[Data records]
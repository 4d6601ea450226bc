//! The dynamically-typed values the keyspace can hold.

use std::fmt;

use crate::stream::Stream;

/// A value stored under one key.
///
/// Strings come in two in-memory shapes: raw bytes, and a decoded
/// integer for strings that are exact decimal representations of an
/// `i64` (the common counter workload). Aggregates whose container
/// types keep their elements in a single serialized buffer (packed
/// lists, packed hashes, packed sorted sets, integer sets) are carried
/// as those buffers verbatim.
#[derive(Clone, Debug, PartialEq)]
pub enum Value {
    /// A raw byte string.
    Str(Vec<u8>),
    /// A string whose content is the decimal form of this integer.
    Int(i64),
    /// A list of packed-list nodes.
    List(QuickList),
    /// A set of unique members, hash-table encoded.
    Set(Vec<Vec<u8>>),
    /// A set of integers, carried as the container's serialized buffer.
    IntSet(Vec<u8>),
    /// A sorted set as (member, score) pairs, index encoded.
    SortedSet(Vec<SortedSetEntry>),
    /// A small sorted set, carried as one packed buffer of alternating
    /// member and score entries.
    SortedSetPacked(Vec<u8>),
    /// A hash as (field, value) pairs, hash-table encoded.
    Hash(Vec<HashEntry>),
    /// A small hash, carried as one packed buffer of alternating field
    /// and value entries.
    HashPacked(Vec<u8>),
    /// An append-only stream with consumer groups.
    Stream(Box<Stream>),
    /// An extension-module value: opaque fields only the owning module
    /// can interpret.
    Module(ModuleValue),
}

impl Value {
    /// Short type name used in logs and diagnostics.
    #[must_use]
    pub const fn type_name(&self) -> &'static str {
        match self {
            Self::Str(_) | Self::Int(_) => "string",
            Self::List(_) => "list",
            Self::Set(_) | Self::IntSet(_) => "set",
            Self::SortedSet(_) | Self::SortedSetPacked(_) => "zset",
            Self::Hash(_) | Self::HashPacked(_) => "hash",
            Self::Stream(_) => "stream",
            Self::Module(_) => "module",
        }
    }

    /// The byte content of a string value, materializing the decimal
    /// form for integer-shaped strings.
    #[must_use]
    pub fn as_string_bytes(&self) -> Option<Vec<u8>> {
        match self {
            Self::Str(bytes) => Some(bytes.clone()),
            Self::Int(n) => Some(n.to_string().into_bytes()),
            _ => None,
        }
    }
}

/// One entry of an index-encoded sorted set.
#[derive(Clone, Debug, PartialEq)]
pub struct SortedSetEntry {
    pub member: Vec<u8>,
    pub score: f64,
}

/// One field of a hash-table encoded hash.
#[derive(Clone, Debug, PartialEq, Eq)]
pub struct HashEntry {
    pub field: Vec<u8>,
    pub value: Vec<u8>,
}

/// A list value: a sequence of packed-list nodes.
///
/// Each node is a self-contained packed buffer of elements. Cold nodes
/// may additionally be held in their compressed form; the snapshot
/// layer writes those without recompressing.
#[derive(Clone, Debug, Default, PartialEq, Eq)]
pub struct QuickList {
    pub nodes: Vec<QuickListNode>,
}

impl QuickList {
    #[must_use]
    pub fn new(nodes: Vec<QuickListNode>) -> Self {
        Self { nodes }
    }

    #[must_use]
    pub fn len(&self) -> usize {
        self.nodes.len()
    }

    #[must_use]
    pub fn is_empty(&self) -> bool {
        self.nodes.is_empty()
    }
}

/// One node of a [`QuickList`].
#[derive(Clone, Debug, PartialEq, Eq)]
pub enum QuickListNode {
    /// A packed buffer of elements, uncompressed.
    Plain(Vec<u8>),
    /// A node kept compressed in memory. `raw_len` is the length of the
    /// uncompressed buffer, needed to frame the blob on disk.
    Compressed { data: Vec<u8>, raw_len: usize },
}

/// An extension-module value.
///
/// The core cannot interpret the payload; it only knows how to frame
/// the fields on the wire. `id` identifies the owning module type.
#[derive(Clone, Debug, PartialEq)]
pub struct ModuleValue {
    pub id: u64,
    pub fields: Vec<ModuleField>,
}

/// One framed field of a module value.
#[derive(Clone, Debug, PartialEq)]
pub enum ModuleField {
    UInt(u64),
    SInt(i64),
    Float(f32),
    Double(f64),
    String(Vec<u8>),
}

/// A stored object: a value plus the eviction metadata that snapshots
/// carry per key.
///
/// `idle` is seconds since last access (recency eviction); `freq` is
/// the logarithmic 0-255 access counter (frequency eviction). Which of
/// the two is populated depends on the server's eviction policy; a key
/// loaded from a snapshot carries whichever the writer recorded.
#[derive(Clone, Debug, PartialEq)]
pub struct Object {
    pub value: Value,
    pub idle: Option<u64>,
    pub freq: Option<u8>,
}

impl Object {
    #[must_use]
    pub fn new(value: Value) -> Self {
        Self {
            value,
            idle: None,
            freq: None,
        }
    }

    /// Estimated destructor cost, in container elements.
    ///
    /// Values above the deferred-free threshold are dropped on a
    /// background worker instead of the request thread. Blob-backed
    /// shapes are one allocation no matter their logical cardinality,
    /// so they always report 1.
    #[must_use]
    pub fn free_effort(&self) -> usize {
        match &self.value {
            Value::Str(_) | Value::Int(_) => 1,
            Value::List(list) => list.len(),
            Value::Set(members) => members.len(),
            Value::SortedSet(entries) => entries.len(),
            Value::Hash(fields) => fields.len(),
            Value::IntSet(_) | Value::SortedSetPacked(_) | Value::HashPacked(_) => 1,
            Value::Stream(stream) => {
                stream.packs.len()
                    + stream
                        .groups
                        .iter()
                        .map(|group| 1 + group.pending.len() + group.consumers.len())
                        .sum::<usize>()
            }
            Value::Module(module) => module.fields.len().max(1),
        }
    }
}

impl From<Value> for Object {
    fn from(value: Value) -> Self {
        Self::new(value)
    }
}

impl fmt::Display for Object {
    fn fmt(&self, f: &mut fmt::Formatter<'_>) -> fmt::Result {
        write!(f, "{} object", self.value.type_name())
    }
}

- _ABOUT THIS EXERCISE_:
Each line of the records above, from the first through the one containing "Aggregates whose container", is to be retyped exactly; no other line belongs.

- _RESPONSE TO THIS EXERCISE_:
repository 4d6601ea450226bc
//! The dynamically-typed values the keyspace can hold.

use std::fmt;

use crate::stream::Stream;

/// A value stored under one key.
///
/// Strings come in two in-memory shapes: raw bytes, and a decoded
/// integer for strings that are exact decimal representations of an
/// `i64` (the common counter workload). Aggregates whose container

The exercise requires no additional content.